ADVENTURES IN SPACE DESIGN
EDUCAUSE ELI WEB SEMINAR
APRIL 10, 2006
The topic of this seminar is the redesign and management of the physical space in Emory University’s Cox (COX CABLE COMPANY) Hall to support student learning thru technology. Alan Cattier and Kim Braxton were the presenters from Emory University. (http://www.educause.edu/eliweb064).
Cox Hall was built in 1991 as a 7500 sq/ft student computer lab with 80 workstations, no classrooms and was student staffed. The initial culture saw the space as a facility with one person, one computer with a small screen in a small cubicle. The philosophy was to cram as many students and computers as possible into the space. Late night gamers were the largest group of students using the facility and it wasn’t kept in good repair.
In March, 2002 a new philosophy was developed that looked at the space as a collaborative computing environment instead of a facility. The goals were:
1. Serve as a point of contact between the Faculty and Students
2. Bridge curricular and co-curricular(gaming) needs
3. Link classrooms and dorms
4. Raise their academic profile
5. Allow different kinds of collaboration (10 minutes or two week timeframes)
The timeline, beginning in March, had construction set for beginning June, 2002 and completion set for November, 2002. These goals were accomplished but there was not mention of the cost.

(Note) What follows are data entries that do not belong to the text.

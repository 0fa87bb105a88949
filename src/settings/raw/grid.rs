use datagrid::{FieldPath, KeyAccessor, SortSpec};
use serde::Deserialize;

use super::super::resolved::{ConfigError, ConfigSources, GridSettings};
use super::super::util::{non_blank, sanitize_list};
use crate::cli::CliArgs;

const DEFAULT_TITLE: &str = "Data Grid";
const DEFAULT_PAGE_SIZE: usize = 10;
const DEFAULT_KEY_FIELD: &str = "id";

/// `[grid]` values prior to validation.
#[derive(Debug, Clone, Default, Deserialize)]
#[serde(default)]
pub(super) struct GridSection {
	pub(super) title: Option<String>,
	pub(super) description: Option<String>,
	pub(super) page_size: Option<usize>,
	pub(super) key_field: Option<String>,
	pub(super) search_fields: Option<Vec<String>>,
	pub(super) sort: Option<String>,
	pub(super) selectable: Option<bool>,
	pub(super) query: Option<String>,
}

impl GridSection {
	pub(super) fn apply_cli_overrides(&mut self, cli: &CliArgs) {
		if let Some(title) = cli.title.clone() {
			self.title = Some(title);
		}
		if let Some(description) = cli.description.clone() {
			self.description = Some(description);
		}
		if let Some(page_size) = cli.page_size {
			self.page_size = Some(page_size);
		}
		if let Some(key) = cli.key.clone() {
			self.key_field = Some(key);
		}
		if let Some(fields) = &cli.search_fields {
			self.search_fields = Some(fields.clone());
		}
		if let Some(sort) = cli.sort.clone() {
			self.sort = Some(sort);
		}
		if let Some(selectable) = cli.selectable {
			self.selectable = Some(selectable);
		}
		if let Some(query) = cli.query.clone() {
			self.query = Some(query);
		}
	}

	pub(super) fn resolve(self, sources: &ConfigSources) -> Result<GridSettings, ConfigError> {
		let key_name = non_blank(self.key_field).unwrap_or_else(|| DEFAULT_KEY_FIELD.to_string());
		let key_path = FieldPath::parse(&key_name).map_err(|err| {
			ConfigError::invalid(
				"grid.key_field",
				key_name.clone(),
				sources.key_field(),
				err.to_string(),
			)
		})?;

		let search_fields = sanitize_list(self.search_fields.unwrap_or_default())
			.into_iter()
			.map(|field| {
				FieldPath::parse(&field).map_err(|err| {
					ConfigError::invalid(
						"grid.search_fields",
						field.clone(),
						sources.search_fields(),
						err.to_string(),
					)
				})
			})
			.collect::<Result<Vec<_>, _>>()?;

		let sort = match non_blank(self.sort) {
			Some(raw) => Some(SortSpec::parse(&raw).map_err(|err| {
				ConfigError::invalid("grid.sort", raw.clone(), sources.sort(), err.to_string())
			})?),
			None => None,
		};

		Ok(GridSettings {
			title: non_blank(self.title).unwrap_or_else(|| DEFAULT_TITLE.to_string()),
			description: non_blank(self.description),
			page_size: self.page_size.unwrap_or(DEFAULT_PAGE_SIZE),
			key: KeyAccessor::field(key_path),
			search_fields,
			sort,
			selectable: self.selectable.unwrap_or(true),
			query: self.query.unwrap_or_default(),
		})
	}
}
//! Ambient application state passed explicitly to the components that need
//! it: session identity, theme preference, and the activity log.
//!
//! [`AppContext::init`] acquires everything and [`AppContext::teardown`]
//! releases it, so tests can substitute in-memory stores and sinks.

use std::fmt;
use std::fs;
use std::io;
use std::path::{Path, PathBuf};
use std::sync::{Arc, Mutex};

use chrono::Utc;
use serde::{Deserialize, Serialize};
use serde_json::json;
use thiserror::Error;
use uuid::Uuid;

use crate::logging::{EventLog, EventLogOptions, LogSink};
use crate::theme::{Theme, ThemePreference};

const SESSION_SUFFIX_LEN: usize = 9;

#[derive(Debug, Error)]
pub enum PreferenceError {
	#[error("failed to access preferences at {}", path.display())]
	Io {
		path: PathBuf,
		#[source]
		source: io::Error,
	},
	#[error("preferences at {} are malformed", path.display())]
	Malformed {
		path: PathBuf,
		#[source]
		source: serde_json::Error,
	},
	#[error("failed to encode preferences")]
	Encode(#[from] serde_json::Error),
}

/// Identifier shared by every log entry of one run.
#[derive(Debug, Clone, PartialEq, Eq, Hash)]
pub struct SessionId(String);

impl SessionId {
	/// `session_<unix millis>_<9 random characters>`.
	#[must_use]
	pub fn generate() -> Self {
		let millis = Utc::now().timestamp_millis();
		let random: String = Uuid::new_v4()
			.simple()
			.to_string()
			.chars()
			.take(SESSION_SUFFIX_LEN)
			.collect();
		Self(format!("session_{millis}_{random}"))
	}

	#[must_use]
	pub fn as_str(&self) -> &str {
		&self.0
	}
}

impl fmt::Display for SessionId {
	fn fmt(&self, f: &mut fmt::Formatter<'_>) -> fmt::Result {
		f.write_str(&self.0)
	}
}

/// Settings that survive between runs.
#[derive(Debug, Clone, Default, PartialEq, Eq, Serialize, Deserialize)]
#[serde(default)]
pub struct Preferences {
	pub theme: ThemePreference,
}

pub trait PreferenceStore {
	fn load(&self) -> Result<Preferences, PreferenceError>;
	fn save(&mut self, preferences: &Preferences) -> Result<(), PreferenceError>;
}

/// JSON file store. A missing file loads as the defaults.
#[derive(Debug, Clone)]
pub struct FilePreferenceStore {
	path: PathBuf,
}

impl FilePreferenceStore {
	pub fn new(path: impl Into<PathBuf>) -> Self {
		Self { path: path.into() }
	}

	#[must_use]
	pub fn path(&self) -> &Path {
		&self.path
	}

	fn io_error(&self, source: io::Error) -> PreferenceError {
		PreferenceError::Io {
			path: self.path.clone(),
			source,
		}
	}
}

impl PreferenceStore for FilePreferenceStore {
	fn load(&self) -> Result<Preferences, PreferenceError> {
		let contents = match fs::read_to_string(&self.path) {
			Ok(contents) => contents,
			Err(err) if err.kind() == io::ErrorKind::NotFound => return Ok(Preferences::default()),
			Err(err) => return Err(self.io_error(err)),
		};
		serde_json::from_str(&contents).map_err(|source| PreferenceError::Malformed {
			path: self.path.clone(),
			source,
		})
	}

	fn save(&mut self, preferences: &Preferences) -> Result<(), PreferenceError> {
		if let Some(parent) = self.path.parent() {
			fs::create_dir_all(parent).map_err(|err| self.io_error(err))?;
		}
		let contents = serde_json::to_string_pretty(preferences)?;
		fs::write(&self.path, contents).map_err(|err| self.io_error(err))
	}
}

/// Shared in-memory store; clones observe the same preferences.
#[derive(Debug, Clone, Default)]
pub struct MemoryPreferenceStore {
	stored: Arc<Mutex<Preferences>>,
}

impl MemoryPreferenceStore {
	#[must_use]
	pub fn new(preferences: Preferences) -> Self {
		Self {
			stored: Arc::new(Mutex::new(preferences)),
		}
	}

	#[must_use]
	pub fn snapshot(&self) -> Preferences {
		self.stored
			.lock()
			.unwrap_or_else(|poisoned| poisoned.into_inner())
			.clone()
	}
}

impl PreferenceStore for MemoryPreferenceStore {
	fn load(&self) -> Result<Preferences, PreferenceError> {
		Ok(self.snapshot())
	}

	fn save(&mut self, preferences: &Preferences) -> Result<(), PreferenceError> {
		*self
			.stored
			.lock()
			.unwrap_or_else(|poisoned| poisoned.into_inner()) = preferences.clone();
		Ok(())
	}
}

pub struct ContextOptions {
	/// Theme for this run only; the stored preference is left untouched.
	pub theme_override: Option<ThemePreference>,
	pub log: EventLogOptions,
	pub sink: Box<dyn LogSink>,
}

impl ContextOptions {
	pub fn new(sink: impl LogSink + 'static) -> Self {
		Self {
			theme_override: None,
			log: EventLogOptions::default(),
			sink: Box::new(sink),
		}
	}

	#[must_use]
	pub fn theme_override(mut self, theme: Option<ThemePreference>) -> Self {
		self.theme_override = theme;
		self
	}

	#[must_use]
	pub fn log_options(mut self, log: EventLogOptions) -> Self {
		self.log = log;
		self
	}
}

pub struct AppContext {
	session_id: SessionId,
	preferences: Preferences,
	active_theme: ThemePreference,
	store: Box<dyn PreferenceStore>,
	event_log: EventLog,
	torn_down: bool,
}

impl fmt::Debug for AppContext {
	fn fmt(&self, f: &mut fmt::Formatter<'_>) -> fmt::Result {
		f.debug_struct("AppContext")
			.field("session_id", &self.session_id)
			.field("preferences", &self.preferences)
			.field("active_theme", &self.active_theme)
			.field("torn_down", &self.torn_down)
			.finish_non_exhaustive()
	}
}

impl AppContext {
	/// Create the session, load stored preferences, and open the event log.
	///
	/// Unreadable preferences are logged and replaced by the defaults.
	pub fn init(options: ContextOptions, store: impl PreferenceStore + 'static) -> Self {
		let session_id = SessionId::generate();
		let preferences = store.load().unwrap_or_else(|err| {
			log::warn!("using default preferences: {err}");
			Preferences::default()
		});
		let active_theme = options
			.theme_override
			.unwrap_or_else(|| preferences.theme.clone());

		let mut event_log = EventLog::new(session_id.as_str(), options.log, options.sink);
		event_log.debug(
			"Session started",
			Some(json!({ "theme": active_theme.as_str() })),
		);

		Self {
			session_id,
			preferences,
			active_theme,
			store: Box::new(store),
			event_log,
			torn_down: false,
		}
	}

	#[must_use]
	pub fn session_id(&self) -> &SessionId {
		&self.session_id
	}

	#[must_use]
	pub fn theme_preference(&self) -> &ThemePreference {
		&self.active_theme
	}

	#[must_use]
	pub fn theme(&self) -> Theme {
		self.active_theme.resolve()
	}

	/// Change the theme for this run and remember it for the next one.
	pub fn set_theme_preference(&mut self, theme: ThemePreference) {
		self.event_log.track_event(
			"theme_change",
			Some(json!({ "from": self.active_theme.as_str(), "to": theme.as_str() })),
		);
		self.preferences.theme = theme.clone();
		self.active_theme = theme;
	}

	pub fn toggle_theme(&mut self) {
		let next = self.active_theme.toggled();
		self.set_theme_preference(next);
	}

	pub fn event_log(&mut self) -> &mut EventLog {
		&mut self.event_log
	}

	#[must_use]
	pub fn is_torn_down(&self) -> bool {
		self.torn_down
	}

	/// Flush pending log entries and persist preferences. Later calls are no-ops.
	pub fn teardown(&mut self) -> Result<(), PreferenceError> {
		if self.torn_down {
			return Ok(());
		}
		self.torn_down = true;
		self.event_log.debug("Session ended", None);
		self.event_log.flush();
		self.store.save(&self.preferences)
	}
}

impl Drop for AppContext {
	fn drop(&mut self) {
		if let Err(err) = self.teardown() {
			log::warn!("context teardown failed: {err}");
		}
	}
}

There were a number of aspects they considered in the new design. They felt that they needed to know who the players are. Also, they defined collaboration as:
“People with different skills coming together to build something better than could be done individually.”
Next, they asked for the Library’s help with space design and they hired an outside architect. They looked at various classroom technologies and came to the conclusion that they wanted to create an environment that the people using it could feel good about. They established a dialog with students and faculty. They sent out surveys to students allowing them to comment on how they wanted their student fees to be used in this project. Also, their Campus Design studio helped make final decisions on furniture, colors and lighting. Wendy Maruyama in our Studio Art Design program would be our equivalent person to involve.
They decided on creating a warm industrial vibe. The furniture should be fun, functional and comfortable. It must fit a live – work – play environment. Also a little bit of folly can create a positive energy in a space. Controlling noise was also an issue. A Starbucks Café was part of the original plan but got cut due to cost. This turned out to be a benefit because they came to the conclusion that commercial space detracts from academic space. Also, as an aside, a food court already exists outside the building.
The plan that came together provided:
1. 20 PC workstations with wide screens, flatbed scanners, MS Office, Adobe Photoshop and web page creation tools. Also, laptops can be checked out and wireless access is available.
2. A fishbowl conference room that is open to the students
3. Classrooms that are built into the space with Smart Boards, fully functional across discipline classes, have 60 inch plasma TVs and are available for student use. The two classrooms hold 15 people each.
4. A gallery area for student art.
5. A MAC bar and MAC pods with IMAC G5s. The tables are lowered so students can sit on cushions on the floor.
6. Print station area
7. Plasma poles with 60 inch TVs
8. Wood floors with rugs under desks. The flooring , wall colors and lighting (halogen, soft florescence, and regular florescence) were chosen to create a fused, soft, comfortable environment.
9. Furniture with wheels were chosen to allow students to design their immediate workspace. Flexible furniture, wiring with cable ties and table instead of table wire management were required because they get rearranged every day.
10. Chairs were chosen that were dubbed ½ hour stools. They were comfortable but not for long periods of time.
11. Whiteboards on wheels are supplied to encourage collaboration and flexibility.
12. A coffee machine is provided which charges 50 cents a cup.
The following operational information came to light once the new environment went live:
1. Beeping turnstiles were annoying.
2. Food rules were tried and dropped because rules constrain behavior and are not conducive to creative collaboration. The only sign left is: “Don’t eat over the keyboard.”
3. It is important to build a relationship with the student assistants. Energy of the manager goes out to others thus making the new lab environment a relationship not a facility.
4. Meeting Maker is used to schedule classroom and fishbowl conference room use.
5. Music is sometimes provided by a jazz ensemble in the Art Gallery area.
6. Need to provide cleaning supplies. Students do the cleaning of furniture and equipment. This approach transmits a sense of ownership to keep it clean.
7. Sleeping people indicate an acceptance of the space/environment created.
8. There are two Full-Time Employees, one shared LAN Engineer, and 20 student assistants helping in the environment.
9. Usage is about a 1000 students per day.
In conclusion a lot of good information was crammed into an hour’s time. We might consider creating a similar environment-based space in the Library.